Given entries:

//! Shared helper functions for CLI commands.

use std::time::Duration;

use console::style;
use indicatif::{ProgressBar, ProgressStyle};
use serde::Serialize;
use serde_json::Value;

/// Truncate a string to a maximum number of characters, adding "..." if truncated.
pub fn truncate(s: &str, max_len: usize) -> String {
    if s.chars().count() <= max_len {
        s.to_string()
    } else {
        let kept: String = s.chars().take(max_len.saturating_sub(3)).collect();
        format!("{}...", kept)
    }
}

/// Render an optional text cell, dimming missing values.
pub fn cell(value: Option<&str>, max_len: usize) -> String {
    match value {
        Some(text) => truncate(text, max_len),
        None => style("-").dim().to_string(),
    }
}

/// Apply a `--limit` value where 0 means everything.
pub fn limited<T>(rows: &[T], limit: usize) -> &[T] {
    if limit == 0 || limit >= rows.len() {
        rows
    } else {
        &rows[..limit]
    }
}

/// Print each record as one line of JSON.
pub fn print_json_lines<T: Serialize>(rows: &[T]) -> anyhow::Result<()> {
    for row in rows {
        println!("{}", serde_json::to_string(row)?);
    }
    Ok(())
}

/// Spinner on stderr while a request is in flight.
pub fn spinner(message: &str) -> anyhow::Result<ProgressBar> {
    let pb = ProgressBar::new_spinner();
    pb.set_style(ProgressStyle::default_spinner().template("{spinner:.green} {msg}")?);
    pb.set_message(message.to_string());
    pb.enable_steady_tick(Duration::from_millis(100));
    Ok(pb)
}

/// One-line description of a detail document's size.
pub fn summarize(json: &Value) -> String {
    match json {
        Value::Object(map) => {
            let parts: Vec<String> = map
                .iter()
                .map(|(key, value)| match value {
                    Value::Object(inner) => format!("{} {}", inner.len(), key),
                    Value::Array(items) => format!("{} {}", items.len(), key),
                    _ => key.clone(),
                })
                .collect();
            parts.join(", ")
        }
        Value::Array(items) => format!("{} rows", items.len()),
        other => truncate(&other.to_string(), 40),
    }
}
//! Geography endpoint: one row per FIPS geography level.

use serde::Serialize;
use serde_json::{Map, Value};

use super::{detail_field, entry_fields, take_labels, take_text};
use crate::catalog::CatalogError;

/// One geography level a dataset can be queried at.
///
/// Known fields are read leniently; a value with an unexpected shape is kept
/// under its own key in `extra` instead.
#[derive(Debug, Clone, Default, PartialEq, Serialize)]
pub struct GeographyRecord {
    pub name: String,
    #[serde(rename = "geoLevelDisplay", skip_serializing_if = "Option::is_none")]
    pub geo_level_display: Option<String>,
    #[serde(rename = "referenceDate", skip_serializing_if = "Option::is_none")]
    pub reference_date: Option<String>,
    /// Parent levels that must be given in the `in` clause.
    #[serde(skip_serializing_if = "Vec::is_empty")]
    pub requires: Vec<String>,
    /// Parent levels that accept a `*` wildcard.
    #[serde(skip_serializing_if = "Vec::is_empty")]
    pub wildcard: Vec<String>,
    #[serde(rename = "optionalWithWCFor", skip_serializing_if = "Option::is_none")]
    pub optional_with_wc_for: Option<String>,
    #[serde(flatten)]
    pub extra: Map<String, Value>,
}

impl GeographyRecord {
    fn from_entry(raw: &Value) -> Self {
        let mut fields = entry_fields(raw);
        Self {
            name: take_text(&mut fields, "name").unwrap_or_default(),
            geo_level_display: take_text(&mut fields, "geoLevelDisplay"),
            reference_date: take_text(&mut fields, "referenceDate"),
            requires: take_labels(&mut fields, "requires"),
            wildcard: take_labels(&mut fields, "wildcard"),
            optional_with_wc_for: take_text(&mut fields, "optionalWithWCFor"),
            extra: fields,
        }
    }
}

/// Return the `fips` list as one record per entry.
pub fn build_geographies_table(detail: &Value) -> Result<Vec<GeographyRecord>, CatalogError> {
    let fips = detail_field(detail, "fips")?
        .as_array()
        .ok_or_else(|| CatalogError::Shape("'fips' is not a list".to_string()))?;

    Ok(fips.iter().map(GeographyRecord::from_entry).collect())
}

Your goal: Write out all of the entries above, exactly and in full.

Answer space:
//! Shared helper functions for CLI commands.

use std::time::Duration;

use console::style;
use indicatif::{ProgressBar, ProgressStyle};
use serde::Serialize;
use serde_json::Value;

/// Truncate a string to a maximum number of characters, adding "..." if truncated.
pub fn truncate(s: &str, max_len: usize) -> String {
    if s.chars().count() <= max_len {
        s.to_string()
    } else {
        let kept: String = s.chars().take(max_len.saturating_sub(3)).collect();
        format!("{}...", kept)
    }
}

/// Render an optional text cell, dimming missing values.
pub fn cell(value: Option<&str>, max_len: usize) -> String {
    match value {
        Some(text) => truncate(text, max_len),
        None => style("-").dim().to_string(),
    }
}

/// Apply a `--limit` value where 0 means everything.
pub fn limited<T>(rows: &[T], limit: usize) -> &[T] {
    if limit == 0 || limit >= rows.len() {
        rows
    } else {
        &rows[..limit]
    }
}

/// Print each record as one line of JSON.
pub fn print_json_lines<T: Serialize>(rows: &[T]) -> anyhow::Result<()> {
    for row in rows {
        println!("{}", serde_json::to_string(row)?);
    }
    Ok(())
}

/// Spinner on stderr while a request is in flight.
pub fn spinner(message: &str) -> anyhow::Result<ProgressBar> {
    let pb = ProgressBar::new_spinner();
    pb.set_style(ProgressStyle::default_spinner().template("{spinner:.green} {msg}")?);
    pb.set_message(message.to_string());
    pb.enable_steady_tick(Duration::from_millis(100));
    Ok(pb)
}

/// One-line description of a detail document's size.
pub fn summarize(json: &Value) -> String {
    match json {
        Value::Object(map) => {
            let parts: Vec<String> = map
                .iter()
                .map(|(key, value)| match value {
                    Value::Object(inner) => format!("{} {}", inner.len(), key),
                    Value::Array(items) => format!("{} {}", items.len(), key),
                    _ => key.clone(),
                })
                .collect();
            parts.join(", ")
        }
        Value::Array(items) => format!("{} rows", items.len()),
        other => truncate(&other.to_string(), 40),
    }
}
//! Geography endpoint: one row per FIPS geography level.

use serde::Serialize;
use serde_json::{Map, Value};

use super::{detail_field, entry_fields, take_labels, take_text};
use crate::catalog::CatalogError;

/// One geography level a dataset can be queried at.
///
/// Known fields are read leniently; a value with an unexpected shape is kept
/// under its own key in `extra` instead.
#[derive(Debug, Clone, Default, PartialEq, Serialize)]
pub struct GeographyRecord {
    pub name: String,
    #[serde(rename = "geoLevelDisplay", skip_serializing_if = "Option::is_none")]
    pub geo_level_display: Option<String>,
    #[serde(rename = "referenceDate", skip_serializing_if = "Option::is_none")]
    pub reference_date: Option<String>,
    /// Parent levels that must be given in the `in` clause.
    #[serde(skip_serializing_if = "Vec::is_empty")]
    pub requires: Vec<String>,
    /// Parent levels that accept a `*` wildcard.
    #[serde(skip_serializing_if = "Vec::is_empty")]
    pub wildcard: Vec<String>,
    #[serde(rename = "optionalWithWCFor", skip_serializing_if = "Option::is_none")]
    pub optional_with_wc_for: Option<String>,
    #[serde(flatten)]
    pub extra: Map<String, Value>,
}

impl GeographyRecord {
    fn from_entry(raw: &Value) -> Self {
        let mut fields = entry_fields(raw);
        Self {
            name: take_text(&mut fields, "name").unwrap_or_default(),
            geo_level_display: take_text(&mut fields, "geoLevelDisplay"),
            reference_date: take_text(&mut fields, "referenceDate"),
            requires: take_labels(&mut fields, "requires"),
            wildcard: take_labels(&mut fields, "wildcard"),
            optional_with_wc_for: take_text(&mut fields, "optionalWithWCFor"),
            extra: fields,
        }
    }
}

/// Return the `fips` list as one record per entry.
pub fn build_geographies_table(detail: &Value) -> Result<Vec<GeographyRecord>, CatalogError> {
    let fips = detail_field(detail, "fips")?
        .as_array()
        .ok_or_else(|| CatalogError::Shape("'fips' is not a list".to_string()))?;

    Ok(fips.iter().map(GeographyRecord::from_entry).collect())
}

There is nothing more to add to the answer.